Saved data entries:
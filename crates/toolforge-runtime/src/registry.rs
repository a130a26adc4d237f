//! Module registry.
//!
//! The registry holds the descriptor of every *known* module, whether or not
//! it is loaded.  It answers lookups and searches, computes dependency
//! orders for the loader, and talks to an [`UpdateSource`] for version
//! checks and hot updates.
//!
//! Backed by [`DashMap`] and cheaply cloneable; the loader and the runtime
//! facade share one registry.
//!
//! # Example
//!
//! ```rust
//! # use toolforge_runtime::registry::ModuleRegistry;
//! # use toolforge_runtime::builtin;
//! let registry = ModuleRegistry::new();
//! for descriptor in builtin::descriptors() {
//!     registry.register_module(descriptor);
//! }
//! assert!(registry.get_module("json-formatter").is_some());
//! assert!(!registry.search_modules("yaml").is_empty());
//! ```

use std::cmp::Ordering;
use std::collections::HashMap;
use std::sync::{Arc, OnceLock};

use async_trait::async_trait;
use dashmap::DashMap;
use serde::Deserialize;
use url::Url;

use crate::descriptor::{ModuleDescriptor, ModuleUpdate, compare_versions};
use crate::error::{ErrorCode, ModuleError, Result};
use crate::events::{EventBus, RuntimeEvent};

// ---------------------------------------------------------------------------
// Update sources
// ---------------------------------------------------------------------------

/// Where newer module versions are published.
#[async_trait]
pub trait UpdateSource: Send + Sync + 'static {
    /// Every descriptor the source knows about.
    async fn catalog(&self) -> Result<Vec<ModuleDescriptor>>;

    /// The latest descriptor for `id`, if the source has one.
    async fn latest(&self, id: &str) -> Result<Option<ModuleDescriptor>> {
        Ok(self.catalog().await?.into_iter().find(|d| d.id == id))
    }
}

/// In-memory catalog.  Useful for tests and for pinning versions from a
/// config file.
#[derive(Debug, Default, Clone)]
pub struct StaticUpdateSource {
    entries: Arc<DashMap<String, ModuleDescriptor>>,
}

impl StaticUpdateSource {
    pub fn new(descriptors: impl IntoIterator<Item = ModuleDescriptor>) -> Self {
        let source = Self::default();
        for d in descriptors {
            source.publish(d);
        }
        source
    }

    /// Add or replace a catalog entry.
    pub fn publish(&self, descriptor: ModuleDescriptor) {
        self.entries.insert(descriptor.id.clone(), descriptor);
    }
}

#[async_trait]
impl UpdateSource for StaticUpdateSource {
    async fn catalog(&self) -> Result<Vec<ModuleDescriptor>> {
        Ok(self.entries.iter().map(|e| e.value().clone()).collect())
    }

    async fn latest(&self, id: &str) -> Result<Option<ModuleDescriptor>> {
        Ok(self.entries.get(id).map(|e| e.value().clone()))
    }
}

/// A JSON catalog served over HTTP: either an array of descriptors or an
/// object with a `modules` array.
#[derive(Debug, Clone)]
pub struct HttpUpdateSource {
    client: reqwest::Client,
    url: Url,
}

#[derive(Deserialize)]
#[serde(untagged)]
enum CatalogBody {
    List(Vec<ModuleDescriptor>),
    Wrapped { modules: Vec<ModuleDescriptor> },
}

impl HttpUpdateSource {
    pub fn new(url: Url) -> Self {
        Self {
            client: reqwest::Client::new(),
            url,
        }
    }

    pub fn url(&self) -> &Url {
        &self.url
    }
}

#[async_trait]
impl UpdateSource for HttpUpdateSource {
    async fn catalog(&self) -> Result<Vec<ModuleDescriptor>> {
        let network = |e: reqwest::Error| {
            ModuleError::new(
                ErrorCode::NetworkError,
                format!("failed to fetch update catalog: {e}"),
            )
            .with_detail("url", self.url.as_str())
        };

        let response = self
            .client
            .get(self.url.clone())
            .send()
            .await
            .and_then(reqwest::Response::error_for_status)
            .map_err(network)?;
        let body = response.bytes().await.map_err(network)?;

        let catalog: CatalogBody = serde_json::from_slice(&body).map_err(|e| {
            ModuleError::new(
                ErrorCode::CorruptionError,
                format!("update catalog is malformed: {e}"),
            )
            .with_detail("url", self.url.as_str())
        })?;
        let modules = match catalog {
            CatalogBody::List(modules) | CatalogBody::Wrapped { modules } => modules,
        };
        tracing::debug!(url = %self.url, entries = modules.len(), "fetched update catalog");
        Ok(modules)
    }
}

// ---------------------------------------------------------------------------
// Registry
// ---------------------------------------------------------------------------

/// Concurrent descriptor registry.
#[derive(Clone, Default)]
pub struct ModuleRegistry {
    modules: Arc<DashMap<String, ModuleDescriptor>>,
    updates: Option<Arc<dyn UpdateSource>>,
    events: Arc<OnceLock<EventBus>>,
}

impl ModuleRegistry {
    /// Create an empty registry with no update source.
    #[must_use]
    pub fn new() -> Self {
        Self::default()
    }

    /// Use `source` for [`check_for_updates`](Self::check_for_updates) and
    /// [`update_module`](Self::update_module).
    #[must_use]
    pub fn with_update_source(mut self, source: impl UpdateSource) -> Self {
        self.updates = Some(Arc::new(source));
        self
    }

    /// Publish registry events on `bus`.  Only the first bus attached is
    /// used; the effective bus is returned.
    pub(crate) fn attach_events(&self, bus: EventBus) -> EventBus {
        self.events.get_or_init(|| bus).clone()
    }

    fn publish(&self, event: RuntimeEvent) {
        if let Some(bus) = self.events.get() {
            bus.publish(event);
        }
    }

    /// Insert or replace a descriptor.
    pub fn register_module(&self, descriptor: ModuleDescriptor) {
        let id = descriptor.id.clone();
        let version = descriptor.version.clone();
        if let Some(previous) = self.modules.insert(id.clone(), descriptor) {
            tracing::debug!(module_id = %id, previous = %previous.version, %version, "module re-registered");
        } else {
            tracing::info!(module_id = %id, %version, "module registered");
        }
        self.publish(RuntimeEvent::ModuleRegistered {
            module_id: id,
            version,
        });
    }

    /// Remove a descriptor.
    pub fn unregister_module(&self, id: &str) -> Result<ModuleDescriptor> {
        let (_, removed) = self.modules.remove(id).ok_or_else(|| not_found(id))?;
        tracing::info!(module_id = %id, "module unregistered");
        Ok(removed)
    }

    pub fn get_module(&self, id: &str) -> Option<ModuleDescriptor> {
        self.modules.get(id).map(|e| e.value().clone())
    }

    pub fn contains(&self, id: &str) -> bool {
        self.modules.contains_key(id)
    }

    pub fn len(&self) -> usize {
        self.modules.len()
    }

    pub fn is_empty(&self) -> bool {
        self.modules.is_empty()
    }

    /// All descriptors, sorted by id.
    pub fn list_modules(&self) -> Vec<ModuleDescriptor> {
        self.collect(|_| true)
    }

    /// Descriptors whose category matches, ignoring case.
    pub fn modules_by_category(&self, category: &str) -> Vec<ModuleDescriptor> {
        self.collect(|d| d.category.eq_ignore_ascii_case(category))
    }

    /// Case-insensitive substring search over id, name, category, tags and
    /// description.  An empty query matches everything.
    pub fn search_modules(&self, query: &str) -> Vec<ModuleDescriptor> {
        let needle = query.trim().to_lowercase();
        if needle.is_empty() {
            return self.list_modules();
        }
        self.collect(|d| d.matches(&needle))
    }

    fn collect(&self, keep: impl Fn(&ModuleDescriptor) -> bool) -> Vec<ModuleDescriptor> {
        let mut out: Vec<ModuleDescriptor> = self
            .modules
            .iter()
            .filter(|e| keep(e.value()))
            .map(|e| e.value().clone())
            .collect();
        out.sort_by(|a, b| a.id.cmp(&b.id));
        out
    }

    /// Transitive dependencies of `id` in load order (dependencies first,
    /// `id` itself excluded).
    ///
    /// Fails with `LOAD_FAILED` when `id` or any dependency is unknown, or
    /// when the graph has a cycle.
    pub fn resolve_dependencies(&self, id: &str) -> Result<Vec<String>> {
        #[derive(Clone, Copy, PartialEq)]
        enum Mark {
            Visiting,
            Done,
        }

        fn visit(
            registry: &ModuleRegistry,
            id: &str,
            path: &mut Vec<String>,
            marks: &mut HashMap<String, Mark>,
            order: &mut Vec<String>,
        ) -> Result<()> {
            match marks.get(id) {
                Some(Mark::Done) => return Ok(()),
                Some(Mark::Visiting) => {
                    path.push(id.to_owned());
                    return Err(ModuleError::load_failed(
                        id,
                        format!("dependency cycle: {}", path.join(" -> ")),
                    )
                    .with_detail("cycle", path.clone()));
                }
                None => {}
            }

            let descriptor = registry.get_module(id).ok_or_else(|| match path.last() {
                Some(dependent) => ModuleError::load_failed(
                    dependent,
                    format!("module '{dependent}' depends on unknown module '{id}'"),
                )
                .with_detail("missing_dependency", id),
                None => ModuleError::load_failed(id, format!("module '{id}' is not registered")),
            })?;

            marks.insert(id.to_owned(), Mark::Visiting);
            path.push(id.to_owned());
            for dep in &descriptor.dependencies {
                visit(registry, dep, path, marks, order)?;
            }
            path.pop();
            marks.insert(id.to_owned(), Mark::Done);
            order.push(id.to_owned());
            Ok(())
        }

        let mut order = Vec::new();
        visit(self, id, &mut Vec::new(), &mut HashMap::new(), &mut order)?;
        order.pop();
        Ok(order)
    }

    /// Registered modules for which the update source has a newer version.
    ///
    /// Empty when no update source is configured.
    pub async fn check_for_updates(&self) -> Result<Vec<ModuleUpdate>> {
        let Some(source) = &self.updates else {
            tracing::debug!("no update source configured, skipping update check");
            return Ok(Vec::new());
        };

        let mut updates: Vec<ModuleUpdate> = source
            .catalog()
            .await?
            .into_iter()
            .filter_map(|latest| {
                let current = self.get_module(&latest.id)?;
                (compare_versions(&latest.version, &current.version) == Ordering::Greater).then(
                    || ModuleUpdate {
                        id: latest.id,
                        current_version: current.version,
                        latest_version: latest.version,
                    },
                )
            })
            .collect();
        updates.sort_by(|a, b| a.id.cmp(&b.id));
        tracing::info!(available = updates.len(), "update check finished");
        Ok(updates)
    }

    /// Replace `id`'s descriptor with the update source's latest one.
    pub async fn update_module(&self, id: &str) -> Result<ModuleDescriptor> {
        let current = self.get_module(id).ok_or_else(|| not_found(id))?;
        let source = self.updates.as_ref().ok_or_else(|| {
            not_found(id).with_suggestions(["Configure an update catalog to enable updates"])
        })?;
        let mut latest = source.latest(id).await?.ok_or_else(|| {
            ModuleError::new(
                ErrorCode::ModuleNotFound,
                format!("update source has no entry for module '{id}'"),
            )
            .with_detail("module_id", id)
        })?;
        latest.id = id.to_owned();

        self.modules.insert(id.to_owned(), latest.clone());
        tracing::info!(
            module_id = %id,
            from = %current.version,
            to = %latest.version,
            "module updated"
        );
        self.publish(RuntimeEvent::ModuleUpdated {
            module_id: id.to_owned(),
            from_version: current.version,
            to_version: latest.version.clone(),
        });
        Ok(latest)
    }
}

impl std::fmt::Debug for ModuleRegistry {
    fn fmt(&self, f: &mut std::fmt::Formatter<'_>) -> std::fmt::Result {
        f.debug_struct("ModuleRegistry")
            .field("modules", &self.modules.len())
            .field("has_update_source", &self.updates.is_some())
            .finish()
    }
}

fn not_found(id: &str) -> ModuleError {
    ModuleError::new(
        ErrorCode::ModuleNotFound,
        format!("module '{id}' is not registered"),
    )
    .with_detail("module_id", id)
}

TASK REQUIREMENTS: For the lines above, output exactly those from the line containing "Ok(self.entries.get(id).map(|e| e.value().clone()))" through the line containing "#[serde(untagged)]", and skip the others.

OUTPUT FOR THIS TASK:
        Ok(self.entries.get(id).map(|e| e.value().clone()))
    }
}

/// A JSON catalog served over HTTP: either an array of descriptors or an
/// object with a `modules` array.
#[derive(Debug, Clone)]
pub struct HttpUpdateSource {
    client: reqwest::Client,
    url: Url,
}

#[derive(Deserialize)]
#[serde(untagged)]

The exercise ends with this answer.